(Stored data entries)
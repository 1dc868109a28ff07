//! OpenRouter chat-completion client (image generation).

use std::time::Duration;

use serde_json::Value;

use crate::config::OpenRouterConfig;
use crate::error::{AppError, AppResult};

/// Image generation is slow; give the model a full minute.
const GENERATION_TIMEOUT: Duration = Duration::from_secs(60);

#[derive(Clone)]
pub struct OpenRouterClient {
    client: reqwest::Client,
    config: OpenRouterConfig,
}

impl OpenRouterClient {
    pub fn new(client: reqwest::Client, config: OpenRouterConfig) -> Self {
        Self { client, config }
    }

    pub fn has_api_key(&self) -> bool {
        self.config.api_key.is_some()
    }

    /// Send a chat-completion payload and return the raw response JSON.
    ///
    /// Non-2xx answers become [`AppError::UpstreamStatus`] with the body
    /// echoed for diagnosis; connect/timeout failures become
    /// [`AppError::UpstreamUnreachable`].
    pub async fn chat_completion(&self, payload: &Value) -> AppResult<Value> {
        let api_key = self
            .config
            .api_key
            .as_deref()
            .ok_or_else(|| AppError::Config("Missing OPENROUTER_API_KEY".to_string()))?;

        let url = format!("{}/chat/completions", self.config.base_url.trim_end_matches('/'));

        let mut request = self
            .client
            .post(&url)
            .bearer_auth(api_key)
            .json(payload)
            .timeout(GENERATION_TIMEOUT);
        if let Some(site_url) = &self.config.site_url {
            request = request.header("HTTP-Referer", site_url);
        }
        if let Some(app_name) = &self.config.app_name {
            request = request.header("X-Title", app_name);
        }

        let response = request
            .send()
            .await
            .map_err(|e| AppError::unreachable("OpenRouter", e))?;

        let status = response.status();
        if !status.is_success() {
            let body = response.text().await.unwrap_or_default();
            tracing::warn!("[generate] OpenRouter returned {}: {:.200}", status, body);
            return Err(AppError::UpstreamStatus {
                service: "OpenRouter",
                status: status.as_u16(),
                body,
            });
        }

        Ok(response.json::<Value>().await?)
    }
}
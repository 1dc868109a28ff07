//! Test helpers for banana-server unit tests.

use url::Url;

use banana_core::config::AppConfig;

use crate::state::AppState;

/// Create an `AppState` from the given config with a localhost fallback
/// origin.
pub fn test_app_state(config: AppConfig) -> AppState {
    let fallback_origin = Url::parse("http://127.0.0.1:3000").expect("fallback origin parses");
    AppState::new(config, fallback_origin).expect("failed to create test AppState")
}

/// Test server over the full router (layers included).
pub fn test_server(config: AppConfig) -> axum_test::TestServer {
    let app = crate::router::build_router(test_app_state(config));
    axum_test::TestServer::new(app).expect("failed to start TestServer")
}
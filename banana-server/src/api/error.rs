//! Route-boundary error rendering.
//!
//! Every failure leaving this layer is a JSON body of the shape
//! `{error, detail?, hint?, debug?}` with the status from the error
//! taxonomy: 4xx client input, 500/501 configuration, 502 upstream.

use axum::http::StatusCode;
use axum::response::{IntoResponse, Json, Response};
use serde_json::{json, Value};

use banana_core::AppError;

pub struct ApiError {
    status: StatusCode,
    body: Value,
}

impl ApiError {
    pub fn new(status: StatusCode, error: impl Into<String>) -> Self {
        Self {
            status,
            body: json!({ "error": error.into() }),
        }
    }

    pub fn bad_request(error: impl Into<String>) -> Self {
        Self::new(StatusCode::BAD_REQUEST, error)
    }

    fn with(mut self, key: &str, value: Value) -> Self {
        if let Some(obj) = self.body.as_object_mut() {
            obj.insert(key.to_string(), value);
        }
        self
    }

    pub fn detail(self, detail: impl Into<String>) -> Self {
        self.with("detail", Value::String(detail.into()))
    }

    pub fn hint(self, hint: impl Into<String>) -> Self {
        self.with("hint", Value::String(hint.into()))
    }

    pub fn debug(self, debug: Value) -> Self {
        self.with("debug", debug)
    }
}

impl IntoResponse for ApiError {
    fn into_response(self) -> Response {
        (self.status, Json(self.body)).into_response()
    }
}

impl From<AppError> for ApiError {
    fn from(err: AppError) -> Self {
        match err {
            AppError::InvalidInput(message) => ApiError::bad_request(message),
            AppError::UnsupportedMediaType => ApiError::new(
                StatusCode::UNSUPPORTED_MEDIA_TYPE,
                "Unsupported content-type. Use JSON or multipart/form-data.",
            ),
            AppError::Config(message) => ApiError::new(StatusCode::INTERNAL_SERVER_ERROR, message),
            AppError::PaymentsDisabled => {
                ApiError::new(StatusCode::NOT_IMPLEMENTED, "Payments are disabled.")
                    .hint("Set CREEM_ENABLE_PAYMENTS=true to enable Creem checkouts.")
            }
            AppError::UpstreamStatus { service, status, body } => {
                ApiError::new(StatusCode::BAD_GATEWAY, format!("{} error: {}", service, status))
                    .detail(body)
            }
            AppError::UpstreamUnreachable { service, detail, .. } => {
                ApiError::new(StatusCode::BAD_GATEWAY, format!("Failed to reach {}.", service))
                    .detail(detail)
            }
            AppError::NoImages { debug } => {
                ApiError::new(StatusCode::BAD_GATEWAY, "No images returned from model.").debug(debug)
            }
            AppError::Auth(message) => ApiError::new(StatusCode::INTERNAL_SERVER_ERROR, message),
            AppError::Network(e) => {
                ApiError::new(StatusCode::INTERNAL_SERVER_ERROR, "Server error.").detail(e.to_string())
            }
            AppError::Json(e) => {
                ApiError::new(StatusCode::INTERNAL_SERVER_ERROR, "Server error.").detail(e.to_string())
            }
            AppError::Unknown(message) => {
                ApiError::new(StatusCode::INTERNAL_SERVER_ERROR, "Server error.").detail(message)
            }
        }
    }
}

DIRECTIONS:
Copy out all of the records above with nothing altered.

THE ANSWER:
repository 1dc868109a28ff07
//! OpenRouter chat-completion client (image generation).

use std::time::Duration;

use serde_json::Value;

use crate::config::OpenRouterConfig;
use crate::error::{AppError, AppResult};

/// Image generation is slow; give the model a full minute.
const GENERATION_TIMEOUT: Duration = Duration::from_secs(60);

#[derive(Clone)]
pub struct OpenRouterClient {
    client: reqwest::Client,
    config: OpenRouterConfig,
}

impl OpenRouterClient {
    pub fn new(client: reqwest::Client, config: OpenRouterConfig) -> Self {
        Self { client, config }
    }

    pub fn has_api_key(&self) -> bool {
        self.config.api_key.is_some()
    }

    /// Send a chat-completion payload and return the raw response JSON.
    ///
    /// Non-2xx answers become [`AppError::UpstreamStatus`] with the body
    /// echoed for diagnosis; connect/timeout failures become
    /// [`AppError::UpstreamUnreachable`].
    pub async fn chat_completion(&self, payload: &Value) -> AppResult<Value> {
        let api_key = self
            .config
            .api_key
            .as_deref()
            .ok_or_else(|| AppError::Config("Missing OPENROUTER_API_KEY".to_string()))?;

        let url = format!("{}/chat/completions", self.config.base_url.trim_end_matches('/'));

        let mut request = self
            .client
            .post(&url)
            .bearer_auth(api_key)
            .json(payload)
            .timeout(GENERATION_TIMEOUT);
        if let Some(site_url) = &self.config.site_url {
            request = request.header("HTTP-Referer", site_url);
        }
        if let Some(app_name) = &self.config.app_name {
            request = request.header("X-Title", app_name);
        }

        let response = request
            .send()
            .await
            .map_err(|e| AppError::unreachable("OpenRouter", e))?;

        let status = response.status();
        if !status.is_success() {
            let body = response.text().await.unwrap_or_default();
            tracing::warn!("[generate] OpenRouter returned {}: {:.200}", status, body);
            return Err(AppError::UpstreamStatus {
                service: "OpenRouter",
                status: status.as_u16(),
                body,
            });
        }

        Ok(response.json::<Value>().await?)
    }
}
repository 1dc868109a28ff07
//! Test helpers for banana-server unit tests.

use url::Url;

use banana_core::config::AppConfig;

use crate::state::AppState;

/// Create an `AppState` from the given config with a localhost fallback
/// origin.
pub fn test_app_state(config: AppConfig) -> AppState {
    let fallback_origin = Url::parse("http://127.0.0.1:3000").expect("fallback origin parses");
    AppState::new(config, fallback_origin).expect("failed to create test AppState")
}

/// Test server over the full router (layers included).
pub fn test_server(config: AppConfig) -> axum_test::TestServer {
    let app = crate::router::build_router(test_app_state(config));
    axum_test::TestServer::new(app).expect("failed to start TestServer")
}
filename banana-server/src/api/error.rs
//! Route-boundary error rendering.
//!
//! Every failure leaving this layer is a JSON body of the shape
//! `{error, detail?, hint?, debug?}` with the status from the error
//! taxonomy: 4xx client input, 500/501 configuration, 502 upstream.

use axum::http::StatusCode;
use axum::response::{IntoResponse, Json, Response};
use serde_json::{json, Value};

use banana_core::AppError;

pub struct ApiError {
    status: StatusCode,
    body: Value,
}

impl ApiError {
    pub fn new(status: StatusCode, error: impl Into<String>) -> Self {
        Self {
            status,
            body: json!({ "error": error.into() }),
        }
    }

    pub fn bad_request(error: impl Into<String>) -> Self {
        Self::new(StatusCode::BAD_REQUEST, error)
    }

    fn with(mut self, key: &str, value: Value) -> Self {
        if let Some(obj) = self.body.as_object_mut() {
            obj.insert(key.to_string(), value);
        }
        self
    }

    pub fn detail(self, detail: impl Into<String>) -> Self {
        self.with("detail", Value::String(detail.into()))
    }

    pub fn hint(self, hint: impl Into<String>) -> Self {
        self.with("hint", Value::String(hint.into()))
    }

    pub fn debug(self, debug: Value) -> Self {
        self.with("debug", debug)
    }
}

impl IntoResponse for ApiError {
    fn into_response(self) -> Response {
        (self.status, Json(self.body)).into_response()
    }
}

impl From<AppError> for ApiError {
    fn from(err: AppError) -> Self {
        match err {
            AppError::InvalidInput(message) => ApiError::bad_request(message),
            AppError::UnsupportedMediaType => ApiError::new(
                StatusCode::UNSUPPORTED_MEDIA_TYPE,
                "Unsupported content-type. Use JSON or multipart/form-data.",
            ),
            AppError::Config(message) => ApiError::new(StatusCode::INTERNAL_SERVER_ERROR, message),
            AppError::PaymentsDisabled => {
                ApiError::new(StatusCode::NOT_IMPLEMENTED, "Payments are disabled.")
                    .hint("Set CREEM_ENABLE_PAYMENTS=true to enable Creem checkouts.")
            }
            AppError::UpstreamStatus { service, status, body } => {
                ApiError::new(StatusCode::BAD_GATEWAY, format!("{} error: {}", service, status))
                    .detail(body)
            }
            AppError::UpstreamUnreachable { service, detail, .. } => {
                ApiError::new(StatusCode::BAD_GATEWAY, format!("Failed to reach {}.", service))
                    .detail(detail)
            }
            AppError::NoImages { debug } => {
                ApiError::new(StatusCode::BAD_GATEWAY, "No images returned from model.").debug(debug)
            }
            AppError::Auth(message) => ApiError::new(StatusCode::INTERNAL_SERVER_ERROR, message),
            AppError::Network(e) => {
                ApiError::new(StatusCode::INTERNAL_SERVER_ERROR, "Server error.").detail(e.to_string())
            }
            AppError::Json(e) => {
                ApiError::new(StatusCode::INTERNAL_SERVER_ERROR, "Server error.").detail(e.to_string())
            }
            AppError::Unknown(message) => {
                ApiError::new(StatusCode::INTERNAL_SERVER_ERROR, "Server error.").detail(message)
            }
        }
    }
}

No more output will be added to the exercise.